In the material below, find each line with the word "handlers" and copy it.
........
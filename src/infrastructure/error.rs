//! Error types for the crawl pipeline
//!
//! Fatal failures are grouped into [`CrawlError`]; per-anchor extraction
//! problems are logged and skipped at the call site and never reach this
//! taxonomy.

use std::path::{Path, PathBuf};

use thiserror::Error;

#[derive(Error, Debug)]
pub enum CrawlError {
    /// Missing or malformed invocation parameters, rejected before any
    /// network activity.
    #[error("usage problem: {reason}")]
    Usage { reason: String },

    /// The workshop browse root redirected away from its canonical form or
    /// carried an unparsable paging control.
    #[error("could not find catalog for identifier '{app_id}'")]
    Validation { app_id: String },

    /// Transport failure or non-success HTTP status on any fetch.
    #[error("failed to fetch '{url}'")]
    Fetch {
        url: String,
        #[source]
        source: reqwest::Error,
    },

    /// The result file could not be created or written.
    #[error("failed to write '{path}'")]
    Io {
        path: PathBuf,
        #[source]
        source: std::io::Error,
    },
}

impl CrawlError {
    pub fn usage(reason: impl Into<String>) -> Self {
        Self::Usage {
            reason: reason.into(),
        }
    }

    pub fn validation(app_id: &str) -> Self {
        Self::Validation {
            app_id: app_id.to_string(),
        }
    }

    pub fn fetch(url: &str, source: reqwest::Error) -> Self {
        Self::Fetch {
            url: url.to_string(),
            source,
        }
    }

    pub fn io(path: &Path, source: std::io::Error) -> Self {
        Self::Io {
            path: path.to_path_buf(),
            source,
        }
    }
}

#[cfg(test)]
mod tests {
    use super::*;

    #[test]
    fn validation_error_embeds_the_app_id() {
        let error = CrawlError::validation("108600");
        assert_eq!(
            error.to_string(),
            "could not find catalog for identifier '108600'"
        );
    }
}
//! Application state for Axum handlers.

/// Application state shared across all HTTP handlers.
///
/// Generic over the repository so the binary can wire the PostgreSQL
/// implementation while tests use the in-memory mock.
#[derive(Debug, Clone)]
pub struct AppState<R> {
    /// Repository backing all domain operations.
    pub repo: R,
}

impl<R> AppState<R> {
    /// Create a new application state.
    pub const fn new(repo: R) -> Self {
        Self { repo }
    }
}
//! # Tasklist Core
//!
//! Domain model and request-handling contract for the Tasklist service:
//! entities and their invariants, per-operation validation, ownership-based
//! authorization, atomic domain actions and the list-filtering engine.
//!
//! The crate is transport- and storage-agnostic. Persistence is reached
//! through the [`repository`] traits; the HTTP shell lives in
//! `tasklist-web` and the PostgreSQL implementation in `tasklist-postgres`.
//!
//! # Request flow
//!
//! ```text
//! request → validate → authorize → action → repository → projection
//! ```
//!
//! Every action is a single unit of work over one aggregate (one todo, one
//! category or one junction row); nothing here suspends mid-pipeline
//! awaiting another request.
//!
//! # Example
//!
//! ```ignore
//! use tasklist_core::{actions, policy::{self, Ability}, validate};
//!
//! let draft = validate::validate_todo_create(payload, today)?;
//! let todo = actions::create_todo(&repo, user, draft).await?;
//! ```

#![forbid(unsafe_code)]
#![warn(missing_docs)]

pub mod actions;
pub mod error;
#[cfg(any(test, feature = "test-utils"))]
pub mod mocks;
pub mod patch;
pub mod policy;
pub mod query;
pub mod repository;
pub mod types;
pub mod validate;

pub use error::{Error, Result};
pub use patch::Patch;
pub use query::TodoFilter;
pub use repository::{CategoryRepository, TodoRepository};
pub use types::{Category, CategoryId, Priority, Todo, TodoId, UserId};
........
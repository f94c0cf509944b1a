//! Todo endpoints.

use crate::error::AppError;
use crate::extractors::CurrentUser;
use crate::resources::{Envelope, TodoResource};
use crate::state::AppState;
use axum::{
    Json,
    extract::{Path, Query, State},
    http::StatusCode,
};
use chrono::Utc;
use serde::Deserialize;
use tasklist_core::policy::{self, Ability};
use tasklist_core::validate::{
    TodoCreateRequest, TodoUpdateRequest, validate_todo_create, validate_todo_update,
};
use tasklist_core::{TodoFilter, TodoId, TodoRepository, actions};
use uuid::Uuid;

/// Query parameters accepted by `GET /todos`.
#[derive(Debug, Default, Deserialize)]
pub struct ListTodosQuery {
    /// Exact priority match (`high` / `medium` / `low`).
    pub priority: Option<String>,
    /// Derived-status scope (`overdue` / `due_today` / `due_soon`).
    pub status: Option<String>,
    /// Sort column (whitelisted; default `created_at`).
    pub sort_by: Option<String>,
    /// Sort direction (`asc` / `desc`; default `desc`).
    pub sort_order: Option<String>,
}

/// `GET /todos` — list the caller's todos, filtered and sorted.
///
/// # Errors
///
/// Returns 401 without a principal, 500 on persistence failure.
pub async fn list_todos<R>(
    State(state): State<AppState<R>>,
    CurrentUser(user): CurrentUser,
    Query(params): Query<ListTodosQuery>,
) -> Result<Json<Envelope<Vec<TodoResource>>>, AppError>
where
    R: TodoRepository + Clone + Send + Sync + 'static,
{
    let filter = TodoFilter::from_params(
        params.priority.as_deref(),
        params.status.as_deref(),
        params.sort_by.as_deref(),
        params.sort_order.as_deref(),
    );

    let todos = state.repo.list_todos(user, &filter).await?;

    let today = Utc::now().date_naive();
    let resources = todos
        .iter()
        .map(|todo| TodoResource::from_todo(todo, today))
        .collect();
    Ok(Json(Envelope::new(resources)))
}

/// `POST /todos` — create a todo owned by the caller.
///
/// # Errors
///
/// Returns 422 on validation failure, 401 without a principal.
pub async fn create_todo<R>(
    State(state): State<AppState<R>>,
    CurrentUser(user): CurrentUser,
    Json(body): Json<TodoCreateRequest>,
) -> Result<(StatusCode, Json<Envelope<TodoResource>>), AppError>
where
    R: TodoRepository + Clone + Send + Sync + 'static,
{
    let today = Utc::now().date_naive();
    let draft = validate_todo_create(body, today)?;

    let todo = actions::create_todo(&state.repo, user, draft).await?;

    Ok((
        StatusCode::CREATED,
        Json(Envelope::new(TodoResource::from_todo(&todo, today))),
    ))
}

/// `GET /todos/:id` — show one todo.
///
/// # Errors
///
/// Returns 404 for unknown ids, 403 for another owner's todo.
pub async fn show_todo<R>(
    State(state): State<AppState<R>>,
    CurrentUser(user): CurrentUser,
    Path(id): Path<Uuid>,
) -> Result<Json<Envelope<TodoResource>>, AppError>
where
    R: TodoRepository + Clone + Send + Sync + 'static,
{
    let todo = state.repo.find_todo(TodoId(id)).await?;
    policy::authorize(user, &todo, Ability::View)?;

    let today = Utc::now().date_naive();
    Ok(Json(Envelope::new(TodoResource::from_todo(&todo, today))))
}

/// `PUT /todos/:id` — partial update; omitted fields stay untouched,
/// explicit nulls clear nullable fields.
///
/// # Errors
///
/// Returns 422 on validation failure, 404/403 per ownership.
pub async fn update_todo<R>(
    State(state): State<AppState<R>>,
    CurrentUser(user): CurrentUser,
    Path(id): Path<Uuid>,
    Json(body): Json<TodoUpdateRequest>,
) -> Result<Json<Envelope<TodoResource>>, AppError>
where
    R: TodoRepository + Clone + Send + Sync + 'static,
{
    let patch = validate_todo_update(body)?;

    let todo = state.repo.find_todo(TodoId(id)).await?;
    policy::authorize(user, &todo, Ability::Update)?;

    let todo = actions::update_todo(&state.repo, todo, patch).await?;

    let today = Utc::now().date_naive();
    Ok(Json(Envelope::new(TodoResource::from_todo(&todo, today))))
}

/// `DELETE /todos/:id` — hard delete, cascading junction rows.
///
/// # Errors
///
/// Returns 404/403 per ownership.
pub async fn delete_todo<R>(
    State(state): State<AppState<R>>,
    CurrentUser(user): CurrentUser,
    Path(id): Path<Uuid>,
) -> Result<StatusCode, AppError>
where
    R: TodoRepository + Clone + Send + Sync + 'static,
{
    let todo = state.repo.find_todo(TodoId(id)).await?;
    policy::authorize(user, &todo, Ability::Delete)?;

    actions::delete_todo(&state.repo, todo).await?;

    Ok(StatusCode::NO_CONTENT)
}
........
# [Your solution]
//! Application state for Axum handlers.
/// Application state shared across all HTTP handlers.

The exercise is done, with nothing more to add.